Но тогда он, как и все студенты, как и все русское общество, не мог игнорировать жгучие вопросы Толстого, должен был на них отвечать. Можно соглашаться с ними или не соглашаться, нельзя только их не замечать. Нужна работа души.
Ближе всех восприняли новую проповедь Федор Ольденбург и Шаховской. И однажды на каникулах они предприняли паломничество, отправившись пешком из серпуховского имения бабушки Дмитрия в Ясную Поляну. Облеклись в крестьянскую одежду, взяли с собой жестяной чайник, чаю, сухарей и пошли от деревни к деревне, ночуя на сеновалах, питаясь в избах и «разговаривая с народом», по многозначительному выражению их кумира. Через несколько дней пришли к Толстому, перезнакомились со всей семьей, много говорили с самим писателем. А от него как истинные пилигримы направили свои стопы в Оптину пустынь — еще один духовный центр.

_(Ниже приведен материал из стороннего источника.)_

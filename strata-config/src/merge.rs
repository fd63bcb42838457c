//! Overrule merge and dotted-path lookup over YAML values.

use serde_yaml::Value;

/// Deep-merge `overlay` onto `base`.
///
/// Where both sides hold a mapping the merge recurses, unless the overlay
/// mapping is empty: an empty mapping replaces. Every other collision is
/// won by `overlay`, sequences included. Keys keep their first position.
pub fn overrule(base: Value, overlay: Value) -> Value {
    match (base, overlay) {
        (Value::Mapping(mut base), Value::Mapping(overlay)) => {
            for (key, value) in overlay {
                match base.get_mut(&key) {
                    Some(existing) if existing.is_mapping() && is_non_empty_mapping(&value) => {
                        let current = std::mem::replace(existing, Value::Null);
                        *existing = overrule(current, value);
                    }
                    Some(existing) => *existing = value,
                    None => {
                        base.insert(key, value);
                    }
                }
            }
            Value::Mapping(base)
        }
        (_, overlay) => overlay,
    }
}

fn is_non_empty_mapping(value: &Value) -> bool {
    value.as_mapping().is_some_and(|mapping| !mapping.is_empty())
}

/// Value at a dot separated path (`Neos.Flow.core.context`), `None` if any
/// segment is missing or a non-mapping is reached first.
pub fn value_by_path<'a>(value: &'a Value, path: &str) -> Option<&'a Value> {
    path.split('.')
        .filter(|segment| !segment.is_empty())
        .try_fold(value, |current, segment| current.as_mapping()?.get(segment))
}

/// Store `new` at a dot separated path, creating mappings along the way.
/// Non-mapping values in the way are replaced.
pub fn set_value_by_path(value: &mut Value, path: &str, new: Value) {
    let segments: Vec<&str> = path.split('.').filter(|segment| !segment.is_empty()).collect();
    let Some((last, parents)) = segments.split_last() else {
        *value = new;
        return;
    };
    let mut current = value;
    for segment in parents {
        if !current.is_mapping() {
            *current = Value::Mapping(Default::default());
        }
        let Value::Mapping(mapping) = current else {
            return;
        };
        current = mapping
            .entry(Value::from(*segment))
            .or_insert_with(|| Value::Mapping(Default::default()));
    }
    if !current.is_mapping() {
        *current = Value::Mapping(Default::default());
    }
    if let Value::Mapping(mapping) = current {
        mapping.insert(Value::from(*last), new);
    }
}

#[cfg(test)]
mod tests {
    use super::*;

    fn yaml(source: &str) -> Value {
        serde_yaml::from_str(source).expect("fixture should parse")
    }

    #[test]
    fn test_scalars_replace() {
        let merged = overrule(yaml("{foo: 1, bar: 2}"), yaml("{foo: 10}"));
        assert_eq!(merged, yaml("{foo: 10, bar: 2}"));
    }

    #[test]
    fn test_nested_mappings_recurse() {
        let merged = overrule(
            yaml("{Neos: {Flow: {a: 1, b: {c: 2}}}}"),
            yaml("{Neos: {Flow: {b: {d: 3}}}}"),
        );
        assert_eq!(merged, yaml("{Neos: {Flow: {a: 1, b: {c: 2, d: 3}}}}"));
    }

    #[test]
    fn test_sequences_replace() {
        let merged = overrule(yaml("{list: [a, b, c]}"), yaml("{list: [d]}"));
        assert_eq!(merged, yaml("{list: [d]}"));
    }

    #[test]
    fn test_empty_mapping_replaces() {
        let merged = overrule(yaml("{options: {a: 1, b: 2}}"), yaml("{options: {}}"));
        assert_eq!(merged, yaml("{options: {}}"));
    }

    #[test]
    fn test_mapping_replaces_scalar_and_back() {
        assert_eq!(overrule(yaml("{a: 1}"), yaml("{a: {b: 2}}")), yaml("{a: {b: 2}}"));
        assert_eq!(overrule(yaml("{a: {b: 2}}"), yaml("{a: ~}")), yaml("{a: ~}"));
    }

    #[test]
    fn test_key_order_is_stable() {
        let merged = overrule(yaml("{a: 1, b: 2, c: 3}"), yaml("{a: 9, d: 4}"));
        let keys: Vec<&str> = merged
            .as_mapping()
            .expect("mapping")
            .keys()
            .filter_map(Value::as_str)
            .collect();
        assert_eq!(keys, vec!["a", "b", "c", "d"]);
    }

    #[test]
    fn test_value_by_path() {
        let value = yaml("{Neos: {Flow: {core: {context: Production}}}}");
        assert_eq!(
            value_by_path(&value, "Neos.Flow.core.context"),
            Some(&Value::from("Production"))
        );
        assert!(value_by_path(&value, "Neos.Flow.missing").is_none());
        assert!(value_by_path(&value, "Neos.Flow.core.context.deeper").is_none());
        assert_eq!(value_by_path(&value, ""), Some(&value));
    }

    #[test]
    fn test_set_value_by_path() {
        let mut value = yaml("{Neos: {Flow: {core: {phpBinary: php}}, Media: 1}}");
        set_value_by_path(&mut value, "Neos.Flow.core.context", Value::from("Testing"));
        set_value_by_path(&mut value, "Neos.Media.thumbnails", Value::from(true));
        set_value_by_path(&mut value, "Acme.Site", Value::Mapping(Default::default()));
        assert_eq!(
            value,
            yaml("{Neos: {Flow: {core: {phpBinary: php, context: Testing}}, Media: {thumbnails: true}}, Acme: {Site: {}}}")
        );
    }
}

Все «приютинцы» опасались повторить гончаровскую «обыкновенную историю». Ведь и до них другие юноши принимали свое молодое нетерпение изменить жизнь и парение духа за идеалы и цели, стремились к преобразованиям и переворотам. Но под давлением обычной жизни с ее женитьбами и заботами превращались из ниспровергателей в скептиков. Вчерашний идеалист начинает принимать жизнь такой, как она есть, и сначала снисходительно, а потом и язвительно осуждает свои и чужие душевные порывы и увлечения молодости. «Так неужели они правы и мы, более теперь благоразумные, чем через несколько лет, — писал Федор Ольденбург Корнилову в год окончания университета, — когда действительно будем в состоянии что-нибудь сделать, до того опустимся, что и у нас “моя хата с краю!”, да насмешливая улыбка по адресу увлекающейся молодежи, да исполнение с грехом пополам своих служебных обязанностей (и больше ничего?) — ужасно больное и горькое чувство»8.